The possibility of introducing special rules of work of courts of first and appellate instances has been discussed during a meeting held on July 4, 2019 in the High Council of Justice of council members with representatives of the international project “Court, citizens, society, state: cooperation for change” (hereinafter – the Project), which is being implemented on the basis of the Appellate Court of Odessa region with the support of the Government of the Kingdom of the Netherlands and organizational support of Odessa regional organization of the All-Ukrainian public Organization “Committee of voters of Ukraine”.

At the second stage of the project, it will be joined by the expert in the field of justice quality, professor at the University of Utrecht (Kingdom of the Netherlands) Philipp Lanbrook, public organization “2 May group” (Odessa).

During the event, the results of the first stage of the project – rules for organizing effective civil and criminal proceedings-were presented and ways to implement them were discussed. 

The meeting was attended by members of the HCJ Igor Artemenko and Larisa Shvetsova, judge, Deputy Chairman of Amsterdam District Court Esther De Roy, Project Coordinator is the Deputy Chairman of Odessa region Appellate Court, Andrey Drishlyuk, judge of Ochakovsky City District Court of Mykolaiv region Tatyana Shevyrina.

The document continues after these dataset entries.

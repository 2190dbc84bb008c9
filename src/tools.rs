//! Toolchain capabilities.
//!
//! Compilers, linkers and helper programs are described by plain structs.
//! Backends read their fields (rule names, variable names, dependency-file
//! flavour) and ask them to build command lines from backend-specific
//! placeholders such as `$<` or `$in`.

use crate::graph::LinkMode;
use crate::path::Path;
use crate::safe_str::{SafeStr, concat};
use crate::shell::CommandLine;
use clap::ValueEnum;
use serde::{Deserialize, Serialize};

/// The compiler family a toolchain belongs to.
#[derive(Debug, Clone, Copy, PartialEq, Eq, Hash, Default, Serialize, Deserialize, ValueEnum)]
#[serde(rename_all = "lowercase")]
pub enum Flavor {
    /// GCC, Clang and compatible drivers.
    #[default]
    Cc,
    /// Microsoft Visual C++.
    Msvc,
}

/// How a compiler reports header dependencies.
#[derive(Debug, Clone, Copy, PartialEq, Eq, Hash)]
pub enum DepsFlavor {
    /// No dependency information.
    None,
    /// A Make-syntax depfile written next to the object (`-MMD -MF`).
    Gcc,
    /// `/showIncludes` lines on standard output.
    Msvc,
}

/// A compiler for one language.
#[derive(Debug, Clone, PartialEq, Eq)]
pub struct Compiler {
    /// Name of the shared build rule (`cc`, `cxx`).
    pub rule_name: String,
    /// Name of the variable holding the command (`cc`).
    pub command_var: String,
    /// The command and any fixed leading arguments.
    pub command: Vec<String>,
    /// Name of the flags variable (`cflags`).
    pub flags_var: String,
    /// Options applied to every compile.
    pub global_args: Vec<SafeStr>,
    /// Compiler family.
    pub flavor: Flavor,
    /// Dependency reporting style.
    pub deps_flavor: DepsFlavor,
}

impl Compiler {
    /// Arguments that add `dir` to the header search path.
    #[must_use]
    pub fn include_dir(&self, dir: &Path) -> Vec<SafeStr> {
        let flag = match self.flavor {
            Flavor::Cc => "-I",
            Flavor::Msvc => "/I",
        };
        vec![concat(flag, dir)]
    }

    /// Arguments that compile against the precompiled header `pch`, built
    /// from `header`.
    ///
    /// GCC-style drivers find `pch` by stripping its extension, so it must
    /// sit next to where `header` would be looked up.
    #[must_use]
    pub fn use_pch(&self, pch: &Path, header: &Path) -> Vec<SafeStr> {
        match self.flavor {
            Flavor::Cc => vec![SafeStr::text("-include"), SafeStr::from(pch.strip_ext(None))],
            Flavor::Msvc => vec![concat("/Yu", header.basename()), concat("/Fp", pch)],
        }
    }

    /// Arguments that precompile `header` (written in `lang`) into `pch`.
    #[must_use]
    pub fn create_pch(&self, lang: &str, header: &Path, pch: &Path) -> Vec<SafeStr> {
        match self.flavor {
            Flavor::Cc => vec![SafeStr::text("-x"), SafeStr::text(format!("{lang}-header"))],
            Flavor::Msvc => vec![concat("/Yc", header.basename()), concat("/Fp", pch)],
        }
    }

    /// Build the compile command.
    ///
    /// `deps` names the depfile for GCC-style compilers; for MSVC any value
    /// requests `/showIncludes` output.
    #[must_use]
    pub fn command(
        &self,
        cmd: SafeStr,
        input: SafeStr,
        output: SafeStr,
        args: SafeStr,
        deps: Option<SafeStr>,
    ) -> CommandLine {
        let mut words = vec![cmd];
        match self.flavor {
            Flavor::Cc => {
                words.push(args);
                if let Some(depfile) = deps {
                    words.extend([SafeStr::text("-MMD"), SafeStr::text("-MF"), depfile]);
                }
                words.extend([SafeStr::text("-c"), input, SafeStr::text("-o"), output]);
            }
            Flavor::Msvc => {
                words.extend([SafeStr::text("/nologo"), args]);
                if deps.is_some() {
                    words.push(SafeStr::text("/showIncludes"));
                }
                words.extend([SafeStr::text("/c"), input, concat("/Fo", output)]);
            }
        }
        CommandLine::Args(words)
    }
}

/// A linker, or an archiver for static libraries.
#[derive(Debug, Clone, PartialEq, Eq)]
pub struct Linker {
    /// Name of the shared build rule (`cc_link`, `ar`).
    pub rule_name: String,
    /// Name of the variable holding the command.
    pub command_var: String,
    /// The command and any fixed leading arguments.
    pub command: Vec<String>,
    /// Name of the flags variable (`ldflags`, `arflags`).
    pub flags_var: String,
    /// Name of the libraries variable; archivers have none.
    pub libs_var: Option<String>,
    /// The kind of output.
    pub mode: LinkMode,
    /// Options implied by the mode (`-shared`).
    pub mode_args: Vec<SafeStr>,
    /// Options applied to every link.
    pub global_args: Vec<SafeStr>,
    /// Libraries linked into everything.
    pub global_libs: Vec<SafeStr>,
    /// Toolchain family.
    pub flavor: Flavor,
}

impl Linker {
    /// Build the link (or archive) command.
    #[must_use]
    pub fn command(
        &self,
        cmd: SafeStr,
        input: SafeStr,
        output: SafeStr,
        args: SafeStr,
        libs: Option<SafeStr>,
    ) -> CommandLine {
        let words = match (self.flavor, self.mode.is_archive()) {
            (Flavor::Cc, true) => vec![cmd, args, output, input],
            (Flavor::Msvc, true) => vec![
                cmd,
                SafeStr::text("/nologo"),
                args,
                concat("/OUT:", output),
                input,
            ],
            (Flavor::Cc, false) => {
                let mut words = vec![cmd, args, input];
                words.extend(libs);
                words.extend([SafeStr::text("-o"), output]);
                words
            }
            (Flavor::Msvc, false) => {
                let mut words = vec![cmd, SafeStr::text("/nologo"), args, input];
                words.extend(libs);
                words.push(concat("/OUT:", output));
                words
            }
        };
        CommandLine::Args(words)
    }

    /// Arguments that link `lib` in its entirety.
    #[must_use]
    pub fn whole_archive(&self, lib: &Path) -> Vec<SafeStr> {
        match self.flavor {
            Flavor::Cc => vec![
                SafeStr::text("-Wl,--whole-archive"),
                SafeStr::from(lib),
                SafeStr::text("-Wl,--no-whole-archive"),
            ],
            Flavor::Msvc => vec![concat("/WHOLEARCHIVE:", lib)],
        }
    }

    /// Arguments that name the import library of a DLL.
    #[must_use]
    pub fn import_lib(&self, lib: &Path) -> Vec<SafeStr> {
        match self.flavor {
            Flavor::Cc => vec![concat("-Wl,--out-implib=", lib)],
            Flavor::Msvc => vec![concat("/IMPLIB:", lib)],
        }
    }
}

/// A helper program used by generated recipes.
#[derive(Debug, Clone, PartialEq, Eq)]
pub struct Tool {
    /// The tool's name (`mkdir_p`).
    pub name: String,
    /// Name of the variable holding the command.
    pub command_var: String,
    /// The command and any fixed leading arguments.
    pub command: Vec<String>,
}

impl Tool {
    /// Prefix `args` with a reference to this tool's command.
    #[must_use]
    pub fn invoke(cmd: SafeStr, args: impl IntoIterator<Item = SafeStr>) -> CommandLine {
        let mut words = vec![cmd];
        words.extend(args);
        CommandLine::Args(words)
    }
}

#[cfg(test)]
mod tests {
    use super::*;
    use crate::path::Root;
    use rstest::rstest;

    fn gcc() -> Compiler {
        Compiler {
            rule_name: "cc".into(),
            command_var: "cc".into(),
            command: vec!["cc".into()],
            flags_var: "cflags".into(),
            global_args: Vec::new(),
            flavor: Flavor::Cc,
            deps_flavor: DepsFlavor::Gcc,
        }
    }

    #[rstest]
    fn gcc_compile_writes_depfile() {
        let line = gcc().command(
            SafeStr::literal("$cc"),
            SafeStr::literal("$in"),
            SafeStr::literal("$out"),
            SafeStr::literal("$cflags"),
            Some(concat(SafeStr::literal("$out"), ".d")),
        );
        let CommandLine::Args(words) = line else {
            panic!("expected argument list");
        };
        assert_eq!(words.len(), 9);
        assert_eq!(words.get(2), Some(&SafeStr::text("-MMD")));
    }

    #[rstest]
    fn msvc_compile_uses_show_includes() {
        let compiler = Compiler {
            flavor: Flavor::Msvc,
            deps_flavor: DepsFlavor::Msvc,
            ..gcc()
        };
        let CommandLine::Args(words) = compiler.command(
            SafeStr::literal("$cxx"),
            SafeStr::literal("$in"),
            SafeStr::literal("$out"),
            SafeStr::literal("$cxxflags"),
            Some(SafeStr::text("")),
        ) else {
            panic!("expected argument list");
        };
        assert!(words.contains(&SafeStr::text("/showIncludes")));
        assert_eq!(
            words.last(),
            Some(&concat("/Fo", SafeStr::literal("$out")))
        );
    }

    #[rstest]
    fn gcc_pch_is_included_by_stem() {
        let header = Path::new("include/pch.hpp", Root::SrcDir).expect("path");
        let pch = Path::new("pch.hpp.gch", Root::BuildDir).expect("path");
        let stem = Path::new("pch.hpp", Root::BuildDir).expect("path");
        assert_eq!(
            gcc().use_pch(&pch, &header),
            vec![SafeStr::text("-include"), SafeStr::from(stem)]
        );
        assert_eq!(
            gcc().create_pch("c++", &header, &pch),
            vec![SafeStr::text("-x"), SafeStr::text("c++-header")]
        );
    }

    #[rstest]
    fn msvc_pch_names_header_and_output() {
        let compiler = Compiler {
            flavor: Flavor::Msvc,
            deps_flavor: DepsFlavor::Msvc,
            ..gcc()
        };
        let header = Path::new("include/pch.hpp", Root::SrcDir).expect("path");
        let pch = Path::new("pch.pch", Root::BuildDir).expect("path");
        assert_eq!(
            compiler.use_pch(&pch, &header),
            vec![concat("/Yu", "pch.hpp"), concat("/Fp", &pch)]
        );
        assert_eq!(
            compiler.create_pch("c++", &header, &pch),
            vec![concat("/Yc", "pch.hpp"), concat("/Fp", &pch)]
        );
    }

    #[rstest]
    fn include_dirs_are_prefixed() {
        let dir = Path::new("include", Root::SrcDir).expect("path");
        assert_eq!(gcc().include_dir(&dir), vec![concat("-I", &dir)]);
    }
}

Oksana Lysenko, head of the information and communication support department, and Vladislav Gurtenko, head of the International Cooperation Department, took part in the meeting on behalf of HCJ Secretariat.

As the judge, Deputy Chairman of Amsterdam District Court Esther De Roy noted, such guidelines are successfully applied in the Dutch justice system as an element of judicial management and, in fact, are a soft law system that allows you to improve the process of organizing the trial, avoid abuse on the part of participants in the trial, for example, delaying the consideration of a case by the defense or resolving issues of recusal and selfrecusal of a judge. “These guidelines eliminate gaps or contradictions in the procedural legislation, and their application allows judges to act transparently,” said Esther De Roy.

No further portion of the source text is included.